Like Viome’s collection of gut samples, uBiome now has a database of nearly 100,000 gut samples collected from its early adopter consumers the company refers to as “citizen scientists”, according to a 2016 TechCrunch article (Sara Buhr, November 01, 2016). “The GI tract is teeming with bacteria and research suggests the wrong kind may play a role in diabetes, multiple sclerosis, cancer, liver disease, obesity, irritable bowel syndrome and a number of other maladies.” uBiome features a new SmartGut screening test kit that you can buy online for an estimated $89 which aims to identify “dozens of microbial genera and species” using a 16S rRNA gene sequencing method. These are only a snapshot of disruptive innovators in the health care space.

Viome’s Genetic Code Priniciples:

Viome expands on the genetic code principles. Viome is a personalized “life optimization” health care solution using complex biological data and the most advanced, cutting edge technology originating from Los Alamos Laboratory. Viome takes highly customized information about how the body functions at a molecular and microscopic level. “Viome is able to identify relationships with species and strains of bacteria, viruses, bacteriophages, fungi, and parasites within the human body and apply highly specific customized and personalized biochemical analysis and solutions to maximize each individual’s health”. There are three pillars to the Viome solution, according to their website (see http://viome.com), using microbiome gene expression, gut metabolites, metabolome, and genetics:

1) SCIENCE: Comprehensive metabolome and microbiome analysis resulting in high resolution complex biological data at a molecular level using a cost effective proprietary process.

2) DATA: Viome processes the customer’s samples in their state- of- the- art facilities to help generate a picture of your body at a molecular level. The company combines that with their doctor-trained artificial intelligence (Ai) engine to generate actionable diet, exercise, and nutrient recommendations.

3) INSIGHT: Viome offers an artificially intelligent, contextually relevant recommendation engine.

BlueDot unlocks valuable inventions by re-imagining research from top labs in order to solve humanity’s most pressing global challenges. Viome was formed by BlueDot by applying entrepreneurial skills to create cutting-edge technology derived from the research of organizations such as Los Alamos Laboratory and other national labs and universities”. Viome is the first of perhaps many spin offs of Blue Dot.

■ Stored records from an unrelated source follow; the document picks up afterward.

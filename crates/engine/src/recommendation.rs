//! Recommended instances: text references the pipeline believes denote a
//! model element, kept per model.

use std::collections::{BTreeMap, BTreeSet};

use serde::Serialize;
use tracing::debug;

use crate::agent::AgentKind;
use crate::confidence::{Aggregation, Confidence};
use crate::config::PipelineConfig;
use crate::error::EngineError;
use crate::repository::{DataRepository, ModelStates, PipelineState, PreprocessingData};
use crate::similarity;
use crate::text_state::{MappingKind, NounMapping, NounMappingId, TextState};

#[derive(Debug, Clone, Copy, PartialEq, Eq, Hash, PartialOrd, Ord, Serialize)]
#[serde(transparent)]
pub struct RecommendedInstanceId(u32);

impl RecommendedInstanceId {
    pub fn index(self) -> usize {
        self.0 as usize
    }
}

impl std::fmt::Display for RecommendedInstanceId {
    fn fmt(&self, f: &mut std::fmt::Formatter<'_>) -> std::fmt::Result {
        write!(f, "ri#{}", self.0)
    }
}

#[derive(Debug, Clone, Serialize)]
pub struct RecommendedInstance {
    name: String,
    types: BTreeSet<String>,
    name_mappings: BTreeSet<NounMappingId>,
    type_mappings: BTreeSet<NounMappingId>,
    sentences: BTreeSet<u32>,
    surface_forms: BTreeSet<String>,
    confidence: Confidence,
}

impl RecommendedInstance {
    pub fn name(&self) -> &str {
        &self.name
    }

    /// Model types this reference is believed to instantiate. Empty when
    /// no type evidence was found.
    pub fn types(&self) -> &BTreeSet<String> {
        &self.types
    }

    pub fn has_type(&self, element_type: &str) -> bool {
        self.types.contains(element_type)
    }

    pub fn name_mappings(&self) -> &BTreeSet<NounMappingId> {
        &self.name_mappings
    }

    pub fn type_mappings(&self) -> &BTreeSet<NounMappingId> {
        &self.type_mappings
    }

    pub fn sentences(&self) -> &BTreeSet<u32> {
        &self.sentences
    }

    /// Every spelling seen in the text, plus the name itself.
    pub fn surface_forms(&self) -> impl Iterator<Item = &str> {
        std::iter::once(self.name.as_str()).chain(
            self.surface_forms
                .iter()
                .map(String::as_str)
                .filter(move |f| *f != self.name),
        )
    }

    pub fn confidence(&self) -> &Confidence {
        &self.confidence
    }

    fn absorb(&mut self, proposal: RecommendationProposal) {
        self.types.extend(proposal.types);
        self.name_mappings.extend(proposal.name_mappings);
        self.type_mappings.extend(proposal.type_mappings);
        self.sentences.extend(proposal.sentences);
        self.surface_forms.extend(proposal.surface_forms);
        self.confidence.combine(&proposal.confidence);
    }
}

/// Evidence for one recommended instance, as produced by an agent.
#[derive(Debug, Clone)]
pub struct RecommendationProposal {
    pub name: String,
    pub types: BTreeSet<String>,
    pub name_mappings: BTreeSet<NounMappingId>,
    pub type_mappings: BTreeSet<NounMappingId>,
    pub sentences: BTreeSet<u32>,
    pub surface_forms: BTreeSet<String>,
    pub confidence: Confidence,
}

impl RecommendationProposal {
    /// Untyped proposal seeded with the mapping's name evidence.
    pub fn from_mapping(id: NounMappingId, mapping: &NounMapping, aggregation: Aggregation) -> Self {
        Self {
            name: mapping.reference().to_string(),
            types: BTreeSet::new(),
            name_mappings: BTreeSet::from([id]),
            type_mappings: BTreeSet::new(),
            sentences: mapping.sentences(),
            surface_forms: mapping.surface_forms().map(str::to_string).collect(),
            confidence: mapping.name_confidence(aggregation),
        }
    }
}

// ---------------------------------------------------------------------------
// State
// ---------------------------------------------------------------------------

/// Recommended instances of one model, keyed by normalized name.
#[derive(Debug, Clone)]
pub struct RecommendationState {
    aggregation: Aggregation,
    instances: Vec<RecommendedInstance>,
    by_key: BTreeMap<String, RecommendedInstanceId>,
}

impl RecommendationState {
    pub fn new(aggregation: Aggregation) -> Self {
        Self {
            aggregation,
            instances: Vec::new(),
            by_key: BTreeMap::new(),
        }
    }

    /// Record a proposal. Proposals with the same normalized name fold
    /// into one instance. A proposal without any evidence, or with a name
    /// that normalizes to nothing, is dropped and `None` returned.
    pub fn add_recommended_instance(
        &mut self,
        proposal: RecommendationProposal,
    ) -> Option<RecommendedInstanceId> {
        if !proposal.confidence.has_value() {
            debug!(name = %proposal.name, "proposal without evidence dropped");
            return None;
        }
        let key = similarity::normalize(&proposal.name);
        if key.is_empty() {
            return None;
        }
        if let Some(&id) = self.by_key.get(&key) {
            self.instances[id.index()].absorb(proposal);
            return Some(id);
        }

        let id = RecommendedInstanceId(self.instances.len() as u32);
        let mut instance = RecommendedInstance {
            name: proposal.name.clone(),
            types: BTreeSet::new(),
            name_mappings: BTreeSet::new(),
            type_mappings: BTreeSet::new(),
            sentences: BTreeSet::new(),
            surface_forms: BTreeSet::new(),
            confidence: Confidence::new(self.aggregation),
        };
        instance.absorb(proposal);
        self.instances.push(instance);
        self.by_key.insert(key, id);
        Some(id)
    }

    pub fn get(&self, id: RecommendedInstanceId) -> Option<&RecommendedInstance> {
        self.instances.get(id.index())
    }

    pub fn find_by_name(&self, name: &str) -> Option<(RecommendedInstanceId, &RecommendedInstance)> {
        let id = *self.by_key.get(&similarity::normalize(name))?;
        Some((id, &self.instances[id.index()]))
    }

    pub fn iter(&self) -> impl Iterator<Item = (RecommendedInstanceId, &RecommendedInstance)> {
        self.instances
            .iter()
            .enumerate()
            .map(|(i, ri)| (RecommendedInstanceId(i as u32), ri))
    }

    pub fn in_sentence(&self, sentence_no: u32) -> Vec<RecommendedInstanceId> {
        self.iter()
            .filter(|(_, ri)| ri.sentences.contains(&sentence_no))
            .map(|(id, _)| id)
            .collect()
    }

    pub fn len(&self) -> usize {
        self.instances.len()
    }

    pub fn is_empty(&self) -> bool {
        self.instances.is_empty()
    }
}

#[derive(Debug, Clone)]
pub struct RecommendationStates {
    aggregation: Aggregation,
    by_model: BTreeMap<String, RecommendationState>,
}

impl PipelineState for RecommendationStates {
    const KEY: &'static str = "recommendation";
}

impl RecommendationStates {
    pub fn new(aggregation: Aggregation) -> Self {
        Self {
            aggregation,
            by_model: BTreeMap::new(),
        }
    }

    pub fn get(&self, model_id: &str) -> Option<&RecommendationState> {
        self.by_model.get(model_id)
    }

    pub fn state_mut(&mut self, model_id: &str) -> &mut RecommendationState {
        let aggregation = self.aggregation;
        self.by_model
            .entry(model_id.to_string())
            .or_insert_with(|| RecommendationState::new(aggregation))
    }

    pub fn iter(&self) -> impl Iterator<Item = (&str, &RecommendationState)> {
        self.by_model.iter().map(|(k, v)| (k.as_str(), v))
    }
}

// ---------------------------------------------------------------------------
// Agents
// ---------------------------------------------------------------------------

fn commit(
    repo: &mut DataRepository,
    config: &PipelineConfig,
    proposals: Vec<(String, RecommendationProposal)>,
) -> Result<(), EngineError> {
    let min = config.recommendation.min_confidence;
    let states = repo.require_mut::<RecommendationStates>()?;
    let mut recorded = 0usize;
    for (model_id, proposal) in proposals {
        if proposal.confidence.value_or_zero() < min {
            debug!(name = %proposal.name, "proposal below min_confidence");
            continue;
        }
        if states.state_mut(&model_id).add_recommended_instance(proposal).is_some() {
            recorded += 1;
        }
    }
    debug!(recorded, "recommendations recorded");
    Ok(())
}

/// Text-directed: a name mapping next to a word resembling a model type
/// becomes a typed recommendation; a name mapping without such a
/// neighbour becomes an untyped one.
pub(crate) fn recommend_by_name_type(
    repo: &mut DataRepository,
    config: &PipelineConfig,
) -> Result<(), EngineError> {
    let text = repo.require::<PreprocessingData>()?.text.clone();
    let models = repo.require::<ModelStates>()?.snapshot();
    let text_state = repo.require::<TextState>()?;
    let aggregation = config.evidence.aggregation;
    let threshold = config.recommendation.type_similarity_threshold;

    let mut proposals = Vec::new();
    for model in &models {
        let vocabulary = model.types();
        for (id, mapping) in text_state.noun_mappings() {
            if mapping.kind() == MappingKind::Type {
                continue;
            }
            let mut typed = false;
            for position in mapping.positions() {
                let neighbours = [text.previous_word(position), text.next_word(position)];
                for neighbour in neighbours.into_iter().flatten() {
                    let Some(type_id) = text_state.mapping_for_word(neighbour.position) else {
                        continue;
                    };
                    if type_id == id {
                        continue;
                    }
                    let Some(type_mapping) = text_state.noun_mapping(type_id) else {
                        continue;
                    };
                    if !type_mapping.has_evidence(MappingKind::Type)
                        && !type_mapping.has_evidence(MappingKind::NameOrType)
                    {
                        continue;
                    }
                    let matched: BTreeSet<String> = vocabulary
                        .iter()
                        .filter(|t| similarity::matches_any_part(type_mapping.reference(), t, threshold))
                        .cloned()
                        .collect();
                    if matched.is_empty() {
                        continue;
                    }
                    let mut proposal = RecommendationProposal::from_mapping(id, mapping, aggregation);
                    proposal.types = matched;
                    proposal.type_mappings.insert(type_id);
                    proposal
                        .confidence
                        .add(AgentKind::NameType, config.recommendation.name_type_probability);
                    proposals.push((model.id.clone(), proposal));
                    typed = true;
                }
            }
            if !typed && mapping.kind() == MappingKind::Name {
                proposals.push((
                    model.id.clone(),
                    RecommendationProposal::from_mapping(id, mapping, aggregation),
                ));
            }
        }
    }
    commit(repo, config, proposals)
}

Why Viome is a leader in healthcare innovation is partly because it recognizes that the lion’s share of a person’s genetics resides in their gut, a whopping upwards of 90%! No other company has achieved the genetic makeup of the gut that Viome has and as deep and extensive data analysis. Ubiome falls short in this area.

A few takeaways here are that marketplace disruptions as in the case of Viome, can come from industry outsiders like Naveen Jain, technologies such as the military from Los Alamos labs. Direct-to-consumer applications which remove middlemen such as those of Viome and Ubiome offer more efficient and cost effective solution for health care consumers. It is not always about “reinventing the wheel” as it is “‘repurposing’ or ‘re- imagining’ the wheel”, as Jain likes to say. Technology and ideas can be repurposed for another business sector and be a disruptive innovation. Also, pre-existing technologies and creations at the academic and laboratory level are common sources of marketplace innovations in health care, as in the case of Silicon Valley’s CRISPR Caribou Biosciences and BioHub. This again reinforces the assertion that disruptive innovations come from anywhere.

Circling back to the original theme of this chapter, referring to Thomas Kuhn again, the study of the enteric nervous system, gut microbiome research and applying it to health care solutions, has effectively created arguably the greatest disruptive innovation of this generation.